Un’odissea che meriterebbe davvero un immediato accertamento di quanto accaduto e di quanto, da tempo anche sulla scorta di umori esternati in modo generalizzato e pubblico, stia accadendo in quel Pronto Soccorso se non nell’intero Ospedale della città di Andria. Non è raro, infatti, apprendere di lamentele e di difficoltà vissute anche direttamente dagli operatori sanitari rispetto alla carenza o inadeguatezza di materiali, di forniture e persino delle minime, necessarie, attrezzature e strumenti di lavoro.

L’appello, quindi, non è rivolto solo ai cittadini che vivono sulla propria pelle queste disavventure o che abbiano vissuto queste stesse se non più gravi disavventure, che invitiamo a denunciare formalmente e pubblicamente senza timori o paure di ritorsioni, ma anche e soprattutto ad un mondo politico ed istituzionale distratto, spesso incapace di svolgere il proprio primario compito che è quello di controllare e di verificare l’efficienza delle strutture pubbliche e soprattutto le garanzie per gli utenti, specie se trattasi di utenza fragile, ammalata e afflitta da problematiche gravissime.

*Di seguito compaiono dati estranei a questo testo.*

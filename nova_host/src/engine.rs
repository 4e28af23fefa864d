// This Source Code Form is subject to the terms of the Mozilla Public
// License, v. 2.0. If a copy of the MPL was not distributed with this
// file, You can obtain one at https://mozilla.org/MPL/2.0/.

//! ## Engine interface
//!
//! The primitives this crate consumes from an embedded engine: class
//! registration keyed by a numeric [`ClassId`], a per-value [`OpaqueLink`]
//! slot with a class-checked and an unchecked accessor, an error-raise
//! primitive, atom and string conversion for property names, and one
//! runtime-wide opaque slot where the host runtime keeps its state.
//!
//! The engine drives property access and calls on class instances through
//! the [`ExoticMethods`] and [`CallBehaviour`] traits registered in a
//! [`ClassDef`], and tells the class about collected instances through its
//! [`Finalizer`].

use core::{
    fmt::{self, Debug, Display},
    num::NonZeroU32,
    sync::atomic::{AtomicU32, Ordering},
};
use std::{any::Any, rc::Rc};

use thiserror::Error;

/// Class ids below this value are left to the engine's own classes.
const FIRST_DYNAMIC_CLASS_ID: u32 = 64;

static NEXT_CLASS_ID: AtomicU32 = AtomicU32::new(FIRST_DYNAMIC_CLASS_ID);

/// Numeric identifier of an engine class.
///
/// Ids are process-wide: an id handed out by [`ClassId::allocate`] is never
/// handed out again, and the same id may be registered with any number of
/// engine runtimes, each holding its own [`ClassDef`] for it.
#[derive(Debug, Clone, Copy, PartialEq, Eq, PartialOrd, Ord, Hash)]
#[repr(transparent)]
pub struct ClassId(NonZeroU32);

impl ClassId {
    /// Allocates a fresh class id from the process-wide counter.
    pub fn allocate() -> Self {
        let id = NEXT_CLASS_ID.fetch_add(1, Ordering::Relaxed);
        assert!(id != u32::MAX, "ClassId space exhausted");
        Self(NonZeroU32::new(id).expect("ClassId counter starts above zero"))
    }

    /// Wraps one of the engine's reserved class ids.
    pub const fn reserved(value: u32) -> Option<Self> {
        if value == 0 || value >= FIRST_DYNAMIC_CLASS_ID {
            return None;
        }
        match NonZeroU32::new(value) {
            Some(id) => Some(Self(id)),
            None => None,
        }
    }

    pub const fn into_u32(self) -> u32 {
        self.0.get()
    }
}

impl Display for ClassId {
    fn fmt(&self, f: &mut fmt::Formatter<'_>) -> fmt::Result {
        Display::fmt(&self.0, f)
    }
}

/// The per-value record tying an engine object to the native state behind
/// it.
///
/// `native_state` is an index into a table owned by whoever registered the
/// object's class, never an address. Clearing it with [`OpaqueLink::take`]
/// makes any later lookup observe an empty link instead of stale state.
#[derive(Debug, Default, Clone, Copy, PartialEq, Eq)]
pub struct OpaqueLink {
    pub native_state: Option<NonZeroU32>,
}

impl OpaqueLink {
    pub const EMPTY: Self = Self { native_state: None };

    pub const fn new(native_state: NonZeroU32) -> Self {
        Self {
            native_state: Some(native_state),
        }
    }

    pub const fn is_empty(&self) -> bool {
        self.native_state.is_none()
    }

    /// Clears the link, returning what it pointed to.
    pub fn take(&mut self) -> Option<NonZeroU32> {
        self.native_state.take()
    }
}

/// Result of a `[[Set]]` trap. The engine reads it as `1` or `0`.
#[derive(Debug, Clone, Copy, PartialEq, Eq)]
#[repr(i32)]
pub enum SetStatus {
    Rejected = 0,
    Accepted = 1,
}

impl From<bool> for SetStatus {
    fn from(value: bool) -> Self {
        if value { Self::Accepted } else { Self::Rejected }
    }
}

impl From<SetStatus> for bool {
    fn from(value: SetStatus) -> Self {
        value == SetStatus::Accepted
    }
}

/// Failure of an own-property enumeration trap. If the trap raised an
/// error through [`Engine::throw`], that error is what the engine reports.
#[derive(Debug, Clone, Copy, PartialEq, Eq)]
pub struct TrapFailure;

/// One entry of an own-property enumeration.
#[derive(Debug, Clone, Copy, PartialEq, Eq)]
pub struct PropertyEnum<A> {
    pub atom: A,
    pub is_enumerable: bool,
}

/// Property traps replacing the engine's ordinary object behaviour.
pub trait ExoticMethods<E: Engine> {
    /// ### \[\[Get\]\]
    ///
    /// When the trap raises an error through [`Engine::throw`] the returned
    /// value is never consulted.
    fn get_property(
        &self,
        engine: &mut E,
        this: &E::Value,
        name: E::Atom,
        receiver: &E::Value,
    ) -> E::Value;

    /// ### \[\[Set\]\]
    fn set_property(
        &self,
        engine: &mut E,
        this: &E::Value,
        name: E::Atom,
        value: &E::Value,
        receiver: &E::Value,
    ) -> SetStatus;

    /// ### \[\[OwnPropertyKeys\]\]
    ///
    /// The returned block holds exactly one entry per own property.
    fn get_own_property_names(
        &self,
        engine: &mut E,
        this: &E::Value,
    ) -> Result<Box<[PropertyEnum<E::Atom>]>, TrapFailure>;
}

/// Call trap making class instances callable.
pub trait CallBehaviour<E: Engine> {
    /// ### \[\[Call\]\]
    ///
    /// When the trap raises an error through [`Engine::throw`] the returned
    /// value is never consulted.
    fn call(&self, engine: &mut E, func_obj: &E::Value, this: &E::Value, args: &[E::Value])
    -> E::Value;
}

/// Called by the engine's collector for every unreachable class instance,
/// while the instance's opaque slot is still readable.
pub type Finalizer<E> = fn(&mut E, &<E as Engine>::Value);

pub enum ClassBehaviour<E: Engine> {
    Ordinary,
    Exotic(Rc<dyn ExoticMethods<E>>),
    Call(Rc<dyn CallBehaviour<E>>),
}

impl<E: Engine> Clone for ClassBehaviour<E> {
    fn clone(&self) -> Self {
        match self {
            Self::Ordinary => Self::Ordinary,
            Self::Exotic(methods) => Self::Exotic(methods.clone()),
            Self::Call(behaviour) => Self::Call(behaviour.clone()),
        }
    }
}

impl<E: Engine> Debug for ClassBehaviour<E> {
    fn fmt(&self, f: &mut fmt::Formatter<'_>) -> fmt::Result {
        match self {
            Self::Ordinary => f.write_str("Ordinary"),
            Self::Exotic(_) => f.write_str("Exotic"),
            Self::Call(_) => f.write_str("Call"),
        }
    }
}

/// Class definition bundle handed to [`Engine::new_class`].
pub struct ClassDef<E: Engine> {
    pub class_name: &'static str,
    pub finalizer: Option<Finalizer<E>>,
    pub behaviour: ClassBehaviour<E>,
}

impl<E: Engine> Clone for ClassDef<E> {
    fn clone(&self) -> Self {
        Self {
            class_name: self.class_name,
            finalizer: self.finalizer,
            behaviour: self.behaviour.clone(),
        }
    }
}

impl<E: Engine> Debug for ClassDef<E> {
    fn fmt(&self, f: &mut fmt::Formatter<'_>) -> fmt::Result {
        f.debug_struct("ClassDef")
            .field("class_name", &self.class_name)
            .field("finalizer", &self.finalizer.is_some())
            .field("behaviour", &self.behaviour)
            .finish()
    }
}

#[derive(Debug, Clone, PartialEq, Eq, Error)]
pub enum EngineError {
    #[error("class {0} is not registered with this runtime")]
    ClassNotRegistered(ClassId),
    #[error("class {0} is already registered with this runtime")]
    ClassAlreadyRegistered(ClassId),
    #[error("value is not an object")]
    NotAnObject,
    #[error("object has no opaque slot")]
    NoOpaqueSlot,
    #[error("runtime opaque slot is held by another embedder")]
    RuntimeOpaqueInUse,
    #[error("no host runtime is installed on this engine")]
    HostRuntimeNotInstalled,
}

/// An engine runtime as seen by the host proxy layer.
///
/// All calls happen on the engine's single evaluation thread.
pub trait Engine: Sized + 'static {
    /// Engine-native value.
    type Value: Clone + Debug;
    /// Engine-native property name.
    type Atom: Copy + Debug + Eq;

    /// The "no value" placeholder returned from traps that raised an error.
    fn undefined(&self) -> Self::Value;

    fn is_registered_class(&self, class_id: ClassId) -> bool;

    /// Registers `class_def` under `class_id`. Registering an id twice is an
    /// error; callers check [`Engine::is_registered_class`] first.
    fn new_class(&mut self, class_id: ClassId, class_def: ClassDef<Self>)
    -> Result<(), EngineError>;

    /// Creates a tracked object of a registered class with an empty
    /// [`OpaqueLink`] slot.
    fn new_object_class(&mut self, class_id: ClassId) -> Result<Self::Value, EngineError>;

    fn set_opaque(&mut self, value: &Self::Value, link: OpaqueLink) -> Result<(), EngineError>;

    /// Quiet opaque lookup, for callers that already know the class of
    /// `value`. Returns `None` without raising when `value` carries no
    /// opaque slot or is not an instance of `class_id`.
    fn get_opaque(&mut self, value: &Self::Value, class_id: ClassId) -> Option<&mut OpaqueLink>;

    /// Class-checked opaque lookup. Raises a `TypeError` and returns `None`
    /// when `value` is not an instance of `class_id`.
    fn get_opaque2(&mut self, value: &Self::Value, class_id: ClassId)
    -> Option<&mut OpaqueLink>;

    /// Raises `error` through the engine's exception channel.
    fn throw(&mut self, error: Self::Value);

    fn new_atom(&mut self, name: &str) -> Self::Atom;

    fn atom_to_string(&self, atom: Self::Atom) -> String;

    fn runtime_opaque(&self) -> Option<Rc<dyn Any>>;

    fn set_runtime_opaque(&mut self, data: Option<Rc<dyn Any>>);
}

Ai responsabili della struttura ma dell’intero Sistema Sanitario, locale e regionale ma anche nazionale, il nostro appello affinché si rendano realmente conto di quale sia la situazione e di quale condizione di assoggettamento, anche psicologico, venga vissuto dai pazienti e dai fruitori di tali strutture pubbliche.

Gli annunci mediatici, le apparizioni e le messe in scena non vanno d’accordo con l’efficienza e con la garanzia dei diritti negati. Quindi si prenda coscienza di un fallimento e se ne traggano le dovute, conseguenti decisioni. Definitive.

E’ accaduto ad Andria e chissà in quanti altri luoghi della Puglia accade. Di sicuro non accade dove l’efficienza e le buone prassi sono consolidate.

Se i nostri ammalati vanno a farsi curare in altri luoghi il motivo c’è. Purtroppo il motivo c’è!
Savino Montaruli- Associazione Io Ci Sono!